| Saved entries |
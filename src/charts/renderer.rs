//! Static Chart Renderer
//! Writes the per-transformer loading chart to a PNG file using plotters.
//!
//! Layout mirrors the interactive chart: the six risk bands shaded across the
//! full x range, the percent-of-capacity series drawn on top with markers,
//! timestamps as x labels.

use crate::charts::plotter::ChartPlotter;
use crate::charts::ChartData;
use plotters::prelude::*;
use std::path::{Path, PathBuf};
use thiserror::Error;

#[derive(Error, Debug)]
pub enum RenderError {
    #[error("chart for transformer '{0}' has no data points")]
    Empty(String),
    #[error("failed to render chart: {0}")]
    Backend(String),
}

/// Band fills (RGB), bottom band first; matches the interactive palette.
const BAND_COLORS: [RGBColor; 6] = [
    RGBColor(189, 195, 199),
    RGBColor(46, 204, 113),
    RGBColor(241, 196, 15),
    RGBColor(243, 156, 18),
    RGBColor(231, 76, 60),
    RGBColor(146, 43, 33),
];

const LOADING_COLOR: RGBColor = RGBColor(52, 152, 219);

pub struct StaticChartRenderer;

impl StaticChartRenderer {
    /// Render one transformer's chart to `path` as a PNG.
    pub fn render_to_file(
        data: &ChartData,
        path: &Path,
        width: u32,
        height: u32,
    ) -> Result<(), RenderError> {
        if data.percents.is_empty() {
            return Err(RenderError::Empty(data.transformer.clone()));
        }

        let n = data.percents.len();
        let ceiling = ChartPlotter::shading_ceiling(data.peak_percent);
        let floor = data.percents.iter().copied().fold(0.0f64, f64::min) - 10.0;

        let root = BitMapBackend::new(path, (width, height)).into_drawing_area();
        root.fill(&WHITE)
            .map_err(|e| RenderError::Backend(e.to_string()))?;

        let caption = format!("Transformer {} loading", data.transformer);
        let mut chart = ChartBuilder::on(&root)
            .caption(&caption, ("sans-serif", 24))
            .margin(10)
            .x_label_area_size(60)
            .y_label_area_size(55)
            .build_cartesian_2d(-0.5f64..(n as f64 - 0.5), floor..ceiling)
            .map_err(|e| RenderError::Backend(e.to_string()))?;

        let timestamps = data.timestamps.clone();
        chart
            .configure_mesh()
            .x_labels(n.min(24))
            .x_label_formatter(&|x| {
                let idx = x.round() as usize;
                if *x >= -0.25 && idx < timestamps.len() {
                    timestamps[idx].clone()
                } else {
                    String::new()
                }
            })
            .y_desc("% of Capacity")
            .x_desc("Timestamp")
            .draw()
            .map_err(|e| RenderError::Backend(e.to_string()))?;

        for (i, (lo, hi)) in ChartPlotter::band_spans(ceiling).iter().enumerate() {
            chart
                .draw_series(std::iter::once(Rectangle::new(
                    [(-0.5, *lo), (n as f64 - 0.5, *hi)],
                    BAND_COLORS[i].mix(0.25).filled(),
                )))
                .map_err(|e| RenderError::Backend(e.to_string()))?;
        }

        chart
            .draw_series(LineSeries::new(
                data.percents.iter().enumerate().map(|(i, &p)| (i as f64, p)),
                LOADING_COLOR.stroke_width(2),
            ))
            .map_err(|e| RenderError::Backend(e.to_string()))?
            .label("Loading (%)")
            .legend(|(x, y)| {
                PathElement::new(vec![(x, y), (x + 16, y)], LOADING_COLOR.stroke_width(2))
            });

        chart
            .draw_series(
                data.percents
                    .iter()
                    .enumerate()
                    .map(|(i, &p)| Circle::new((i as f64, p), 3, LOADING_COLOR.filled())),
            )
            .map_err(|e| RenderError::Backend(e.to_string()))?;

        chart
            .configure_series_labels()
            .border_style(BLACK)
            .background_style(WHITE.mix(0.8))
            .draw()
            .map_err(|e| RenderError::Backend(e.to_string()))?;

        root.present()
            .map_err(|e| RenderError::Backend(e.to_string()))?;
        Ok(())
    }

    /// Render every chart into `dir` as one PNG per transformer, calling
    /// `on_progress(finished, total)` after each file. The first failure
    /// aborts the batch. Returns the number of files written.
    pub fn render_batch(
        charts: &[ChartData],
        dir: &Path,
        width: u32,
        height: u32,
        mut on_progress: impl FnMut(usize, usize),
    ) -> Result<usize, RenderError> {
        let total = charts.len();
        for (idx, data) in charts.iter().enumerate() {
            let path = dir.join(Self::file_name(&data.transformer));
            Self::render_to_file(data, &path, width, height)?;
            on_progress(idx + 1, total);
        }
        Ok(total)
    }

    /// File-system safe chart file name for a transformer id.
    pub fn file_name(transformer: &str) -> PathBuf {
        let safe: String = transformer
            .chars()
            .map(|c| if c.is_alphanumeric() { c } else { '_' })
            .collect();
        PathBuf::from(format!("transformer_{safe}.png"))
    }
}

| Problem description |
Would you give the data above again, exactly as written?

| Problem solution |
filename src/charts/renderer.rs
//! Static Chart Renderer
//! Writes the per-transformer loading chart to a PNG file using plotters.
//!
//! Layout mirrors the interactive chart: the six risk bands shaded across the
//! full x range, the percent-of-capacity series drawn on top with markers,
//! timestamps as x labels.

use crate::charts::plotter::ChartPlotter;
use crate::charts::ChartData;
use plotters::prelude::*;
use std::path::{Path, PathBuf};
use thiserror::Error;

#[derive(Error, Debug)]
pub enum RenderError {
    #[error("chart for transformer '{0}' has no data points")]
    Empty(String),
    #[error("failed to render chart: {0}")]
    Backend(String),
}

/// Band fills (RGB), bottom band first; matches the interactive palette.
const BAND_COLORS: [RGBColor; 6] = [
    RGBColor(189, 195, 199),
    RGBColor(46, 204, 113),
    RGBColor(241, 196, 15),
    RGBColor(243, 156, 18),
    RGBColor(231, 76, 60),
    RGBColor(146, 43, 33),
];

const LOADING_COLOR: RGBColor = RGBColor(52, 152, 219);

pub struct StaticChartRenderer;

impl StaticChartRenderer {
    /// Render one transformer's chart to `path` as a PNG.
    pub fn render_to_file(
        data: &ChartData,
        path: &Path,
        width: u32,
        height: u32,
    ) -> Result<(), RenderError> {
        if data.percents.is_empty() {
            return Err(RenderError::Empty(data.transformer.clone()));
        }

        let n = data.percents.len();
        let ceiling = ChartPlotter::shading_ceiling(data.peak_percent);
        let floor = data.percents.iter().copied().fold(0.0f64, f64::min) - 10.0;

        let root = BitMapBackend::new(path, (width, height)).into_drawing_area();
        root.fill(&WHITE)
            .map_err(|e| RenderError::Backend(e.to_string()))?;

        let caption = format!("Transformer {} loading", data.transformer);
        let mut chart = ChartBuilder::on(&root)
            .caption(&caption, ("sans-serif", 24))
            .margin(10)
            .x_label_area_size(60)
            .y_label_area_size(55)
            .build_cartesian_2d(-0.5f64..(n as f64 - 0.5), floor..ceiling)
            .map_err(|e| RenderError::Backend(e.to_string()))?;

        let timestamps = data.timestamps.clone();
        chart
            .configure_mesh()
            .x_labels(n.min(24))
            .x_label_formatter(&|x| {
                let idx = x.round() as usize;
                if *x >= -0.25 && idx < timestamps.len() {
                    timestamps[idx].clone()
                } else {
                    String::new()
                }
            })
            .y_desc("% of Capacity")
            .x_desc("Timestamp")
            .draw()
            .map_err(|e| RenderError::Backend(e.to_string()))?;

        for (i, (lo, hi)) in ChartPlotter::band_spans(ceiling).iter().enumerate() {
            chart
                .draw_series(std::iter::once(Rectangle::new(
                    [(-0.5, *lo), (n as f64 - 0.5, *hi)],
                    BAND_COLORS[i].mix(0.25).filled(),
                )))
                .map_err(|e| RenderError::Backend(e.to_string()))?;
        }

        chart
            .draw_series(LineSeries::new(
                data.percents.iter().enumerate().map(|(i, &p)| (i as f64, p)),
                LOADING_COLOR.stroke_width(2),
            ))
            .map_err(|e| RenderError::Backend(e.to_string()))?
            .label("Loading (%)")
            .legend(|(x, y)| {
                PathElement::new(vec![(x, y), (x + 16, y)], LOADING_COLOR.stroke_width(2))
            });

        chart
            .draw_series(
                data.percents
                    .iter()
                    .enumerate()
                    .map(|(i, &p)| Circle::new((i as f64, p), 3, LOADING_COLOR.filled())),
            )
            .map_err(|e| RenderError::Backend(e.to_string()))?;

        chart
            .configure_series_labels()
            .border_style(BLACK)
            .background_style(WHITE.mix(0.8))
            .draw()
            .map_err(|e| RenderError::Backend(e.to_string()))?;

        root.present()
            .map_err(|e| RenderError::Backend(e.to_string()))?;
        Ok(())
    }

    /// Render every chart into `dir` as one PNG per transformer, calling
    /// `on_progress(finished, total)` after each file. The first failure
    /// aborts the batch. Returns the number of files written.
    pub fn render_batch(
        charts: &[ChartData],
        dir: &Path,
        width: u32,
        height: u32,
        mut on_progress: impl FnMut(usize, usize),
    ) -> Result<usize, RenderError> {
        let total = charts.len();
        for (idx, data) in charts.iter().enumerate() {
            let path = dir.join(Self::file_name(&data.transformer));
            Self::render_to_file(data, &path, width, height)?;
            on_progress(idx + 1, total);
        }
        Ok(total)
    }

    /// File-system safe chart file name for a transformer id.
    pub fn file_name(transformer: &str) -> PathBuf {
        let safe: String = transformer
            .chars()
            .map(|c| if c.is_alphanumeric() { c } else { '_' })
            .collect();
        PathBuf::from(format!("transformer_{safe}.png"))
    }
}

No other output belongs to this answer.